use std::{
    any::Any,
    borrow::Cow,
    fmt::Debug,
    sync::{Arc, Weak},
};

use docket_common::{DocError, DocResult, InternalString, TxnId};
use parking_lot::Mutex;
use serde::{de::DeserializeOwned, Serialize};

use crate::{
    history::History,
    node::{Node, NodeCore, NodeKind, NodeRef, WeakNodeRef},
    observer::{Coalesce, Delivery, Observers, Subscription},
    op::SetValueOp,
    persist::{Element, NodeType, SerializeCx},
};

/// Types that can live in a [ValueCell].
///
/// A type declares which equality rules it can evaluate. Asking a cell for a
/// rule its type cannot evaluate is a configuration error reported by
/// [ValueCell::set].
pub trait CellValue: Clone + Debug + Send + Sync + 'static {
    const TYPE_NAME: &'static str;

    fn default_equality() -> Equality<Self> {
        Equality::Value
    }

    fn value_eq(&self, _other: &Self) -> Option<bool> {
        None
    }

    fn identity_eq(&self, _other: &Self) -> Option<bool> {
        None
    }

    fn to_json(&self) -> DocResult<serde_json::Value> {
        Err(DocError::configuration(format!(
            "`{}` values cannot be serialized",
            Self::TYPE_NAME
        )))
    }

    fn from_json(_value: &serde_json::Value) -> DocResult<Self> {
        Err(DocError::configuration(format!(
            "`{}` values cannot be deserialized",
            Self::TYPE_NAME
        )))
    }
}

fn json_of<T: Serialize>(value: &T) -> DocResult<serde_json::Value> {
    serde_json::to_value(value).map_err(|e| DocError::decode(e.to_string()))
}

fn from_json_of<T: DeserializeOwned>(value: &serde_json::Value) -> DocResult<T> {
    T::deserialize(value).map_err(|e| DocError::decode(e.to_string()))
}

macro_rules! impl_plain_value {
    ($($t:ty => $name:literal),* $(,)?) => {
        $(
            impl CellValue for $t {
                const TYPE_NAME: &'static str = $name;

                fn value_eq(&self, other: &Self) -> Option<bool> {
                    Some(self == other)
                }

                fn to_json(&self) -> DocResult<serde_json::Value> {
                    json_of(self)
                }

                fn from_json(value: &serde_json::Value) -> DocResult<Self> {
                    from_json_of(value)
                }
            }
        )*
    };
}

impl_plain_value!(
    bool => "bool",
    i8 => "i8",
    i16 => "i16",
    i32 => "i32",
    i64 => "i64",
    u8 => "u8",
    u16 => "u16",
    u32 => "u32",
    u64 => "u64",
    usize => "usize",
    f32 => "f32",
    f64 => "f64",
    char => "char",
    String => "string",
    InternalString => "istring",
);

impl<T: CellValue> CellValue for Option<T> {
    const TYPE_NAME: &'static str = "option";

    fn value_eq(&self, other: &Self) -> Option<bool> {
        match (self, other) {
            (None, None) => Some(true),
            (Some(a), Some(b)) => a.value_eq(b),
            _ => Some(false),
        }
    }

    fn identity_eq(&self, other: &Self) -> Option<bool> {
        match (self, other) {
            (None, None) => Some(true),
            (Some(a), Some(b)) => a.identity_eq(b),
            _ => Some(false),
        }
    }

    fn default_equality() -> Equality<Self> {
        match T::default_equality() {
            Equality::Identity => Equality::Identity,
            _ => Equality::Value,
        }
    }

    fn to_json(&self) -> DocResult<serde_json::Value> {
        match self {
            Some(v) => v.to_json(),
            None => Ok(serde_json::Value::Null),
        }
    }

    fn from_json(value: &serde_json::Value) -> DocResult<Self> {
        if value.is_null() {
            return Ok(None);
        }

        T::from_json(value).map(Some)
    }
}

impl<T: CellValue> CellValue for Vec<T> {
    const TYPE_NAME: &'static str = "vec";

    fn value_eq(&self, other: &Self) -> Option<bool> {
        if self.len() != other.len() {
            return Some(false);
        }

        for (a, b) in self.iter().zip(other.iter()) {
            if !a.value_eq(b)? {
                return Some(false);
            }
        }

        Some(true)
    }

    fn to_json(&self) -> DocResult<serde_json::Value> {
        self.iter()
            .map(|x| x.to_json())
            .collect::<DocResult<Vec<_>>>()
            .map(serde_json::Value::Array)
    }

    fn from_json(value: &serde_json::Value) -> DocResult<Self> {
        let list = value
            .as_array()
            .ok_or_else(|| DocError::decode(format!("expected a list, found {}", value)))?;
        list.iter().map(T::from_json).collect()
    }
}

/// Object-like values: compared by identity, serialized through serde.
impl<T> CellValue for Arc<T>
where
    T: Serialize + DeserializeOwned + Debug + Send + Sync + 'static,
{
    const TYPE_NAME: &'static str = "arc";

    fn default_equality() -> Equality<Self> {
        Equality::Identity
    }

    fn identity_eq(&self, other: &Self) -> Option<bool> {
        Some(Arc::ptr_eq(self, other))
    }

    fn to_json(&self) -> DocResult<serde_json::Value> {
        json_of(&**self)
    }

    fn from_json(value: &serde_json::Value) -> DocResult<Self> {
        from_json_of::<T>(value).map(Arc::new)
    }
}

/// How a cell decides whether an assignment is a real change.
pub enum Equality<T> {
    /// `==` on the value.
    Value,
    /// Pointer identity of object-like values.
    Identity,
    Custom(Arc<dyn Fn(&T, &T) -> bool + Send + Sync>),
    /// Every assignment is recorded.
    Never,
}

impl<T> Clone for Equality<T> {
    fn clone(&self) -> Self {
        match self {
            Self::Value => Self::Value,
            Self::Identity => Self::Identity,
            Self::Custom(f) => Self::Custom(f.clone()),
            Self::Never => Self::Never,
        }
    }
}

impl<T> Debug for Equality<T> {
    fn fmt(&self, f: &mut std::fmt::Formatter<'_>) -> std::fmt::Result {
        match self {
            Self::Value => f.write_str("Value"),
            Self::Identity => f.write_str("Identity"),
            Self::Custom(_) => f.write_str("Custom"),
            Self::Never => f.write_str("Never"),
        }
    }
}

impl<T: CellValue> Equality<T> {
    pub fn custom(f: impl Fn(&T, &T) -> bool + Send + Sync + 'static) -> Self {
        Self::Custom(Arc::new(f))
    }

    pub fn is_equal(&self, a: &T, b: &T) -> DocResult<bool> {
        let unsupported = |rule: &str| {
            DocError::configuration(format!(
                "`{}` does not support {} equality",
                T::TYPE_NAME,
                rule
            ))
        };
        match self {
            Self::Value => a.value_eq(b).ok_or_else(|| unsupported("value")),
            Self::Identity => a.identity_eq(b).ok_or_else(|| unsupported("identity")),
            Self::Custom(f) => Ok(f(a, b)),
            Self::Never => Ok(false),
        }
    }
}

/// Which transaction id a cell's recorded edits use.
#[derive(Debug, Clone, Copy, PartialEq, Eq, Hash, Default)]
pub enum TxnIdMode {
    /// The cell's own identity: consecutive edits of the same cell merge into
    /// one undo step.
    Own,
    /// A freshly allocated id per edit.
    #[default]
    Unique,
    /// A caller-supplied id, to coalesce the edits of one gesture.
    Fixed(TxnId),
}

impl TxnIdMode {
    pub(crate) fn resolve(&self, core: &NodeCore, history: &History) -> TxnId {
        match self {
            TxnIdMode::Own => core.uid().into(),
            TxnIdMode::Unique => history.allocate_id(),
            TxnIdMode::Fixed(id) => *id,
        }
    }
}

#[derive(Debug, Clone, PartialEq)]
pub struct ValueEvent<T> {
    pub old: T,
    pub new: T,
}

impl<T> Coalesce for ValueEvent<T> {
    fn coalesce(&mut self, later: Self) {
        self.new = later.new;
    }
}

struct CellConfig<T> {
    equality: Equality<T>,
    txn_mode: TxnIdMode,
    label: Option<InternalString>,
}

/// A single observable value slot.
pub struct ValueCell<T: CellValue> {
    core: NodeCore,
    value: Mutex<T>,
    config: Mutex<CellConfig<T>>,
    observers: Observers<ValueEvent<T>>,
}

impl<T: CellValue> Debug for ValueCell<T> {
    fn fmt(&self, f: &mut std::fmt::Formatter<'_>) -> std::fmt::Result {
        f.debug_struct("ValueCell")
            .field("name", &self.core.name())
            .field("value", &*self.value.lock())
            .finish()
    }
}

impl<T: CellValue> ValueCell<T> {
    pub fn new(value: T) -> Arc<Self> {
        Arc::new_cyclic(|this: &Weak<Self>| {
            let this: WeakNodeRef = this.clone();
            Self {
                core: NodeCore::new(this),
                value: Mutex::new(value),
                config: Mutex::new(CellConfig {
                    equality: T::default_equality(),
                    txn_mode: TxnIdMode::default(),
                    label: None,
                }),
                observers: Observers::new(),
            }
        })
    }

    pub fn get(&self) -> T {
        self.value.lock().clone()
    }

    pub fn with<R>(&self, f: impl FnOnce(&T) -> R) -> R {
        f(&self.value.lock())
    }

    pub fn set_equality(&self, equality: Equality<T>) {
        self.config.lock().equality = equality;
    }

    pub fn set_txn_mode(&self, mode: TxnIdMode) {
        self.config.lock().txn_mode = mode;
    }

    pub fn txn_mode(&self) -> TxnIdMode {
        self.config.lock().txn_mode
    }

    /// Name of the undo step recorded by [ValueCell::set].
    pub fn set_label(&self, label: impl Into<InternalString>) {
        self.config.lock().label = Some(label.into());
    }

    /// Assigns a new value.
    ///
    /// Equal values (under the cell's [Equality]) are ignored. A cell outside
    /// the history tree is updated in place; inside it, the edit is recorded
    /// as one undoable operation.
    pub fn set(&self, value: T) -> DocResult<()> {
        let (equality, mode, label) = {
            let config = self.config.lock();
            (config.equality.clone(), config.txn_mode, config.label.clone())
        };
        let old = self.get();
        if equality.is_equal(&old, &value)? {
            return Ok(());
        }

        let (Some(history), Some(this)) = (self.core.history(), self.core.this()) else {
            self.force_set(value);
            return Ok(());
        };

        let id = mode.resolve(&self.core, &history);
        let name = label.unwrap_or_else(|| InternalString::from("Set value"));
        let op = SetValueOp::new(this, old, value);
        history.execute_in_transaction(id, &name, || history.execute(Box::new(op)))
    }

    pub fn update(&self, f: impl FnOnce(&T) -> T) -> DocResult<()> {
        let value = self.with(f);
        self.set(value)
    }

    /// Assigns without consulting the history and notifies observers.
    ///
    /// Returns the previous value.
    pub fn force_set(&self, value: T) -> T {
        let old = std::mem::replace(&mut *self.value.lock(), value.clone());
        self.observers.emit(
            ValueEvent {
                old: old.clone(),
                new: value,
            },
            self.core.history().as_ref(),
        );
        old
    }

    pub fn subscribe(
        &self,
        delivery: Delivery,
        callback: impl Fn(&ValueEvent<T>) + Send + Sync + 'static,
    ) -> Subscription {
        self.observers.subscribe(delivery, callback)
    }
}

impl<T: CellValue> Node for ValueCell<T> {
    fn core(&self) -> &NodeCore {
        &self.core
    }

    fn kind(&self) -> NodeKind {
        NodeKind::Value
    }

    fn child(&self, _segment: &str) -> Option<NodeRef> {
        None
    }

    fn children(&self) -> Vec<NodeRef> {
        Vec::new()
    }

    fn type_tag(&self) -> Cow<'static, str> {
        Self::static_type_tag()
    }

    fn to_element(&self, _cx: &SerializeCx) -> DocResult<Element> {
        let value = self.with(|v| v.to_json())?;
        let mut element = Element::new(self.type_tag(), &self.core.name());
        element.value = Some(value);
        Ok(element)
    }

    fn as_any(&self) -> &dyn Any {
        self
    }

    fn into_any(self: Arc<Self>) -> Arc<dyn Any + Send + Sync> {
        self
    }
}

impl<T: CellValue> NodeType for ValueCell<T> {
    fn static_type_tag() -> Cow<'static, str> {
        Cow::Owned(format!("value<{}>", T::TYPE_NAME))
    }

    fn from_element(element: &Element) -> DocResult<Arc<Self>> {
        element.expect_tag(&Self::static_type_tag())?;
        let value = element
            .value
            .as_ref()
            .ok_or_else(|| DocError::decode(format!("`{}` has no value", element.name)))?;
        Ok(ValueCell::new(T::from_json(value)?))
    }
}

§ **Exercise details**
Filter the entries above down to the lines that contain the word "const".

§ **The completed task**
    const TYPE_NAME: &'static str;
                const TYPE_NAME: &'static str = $name;
    const TYPE_NAME: &'static str = "option";
    const TYPE_NAME: &'static str = "vec";
    const TYPE_NAME: &'static str = "arc";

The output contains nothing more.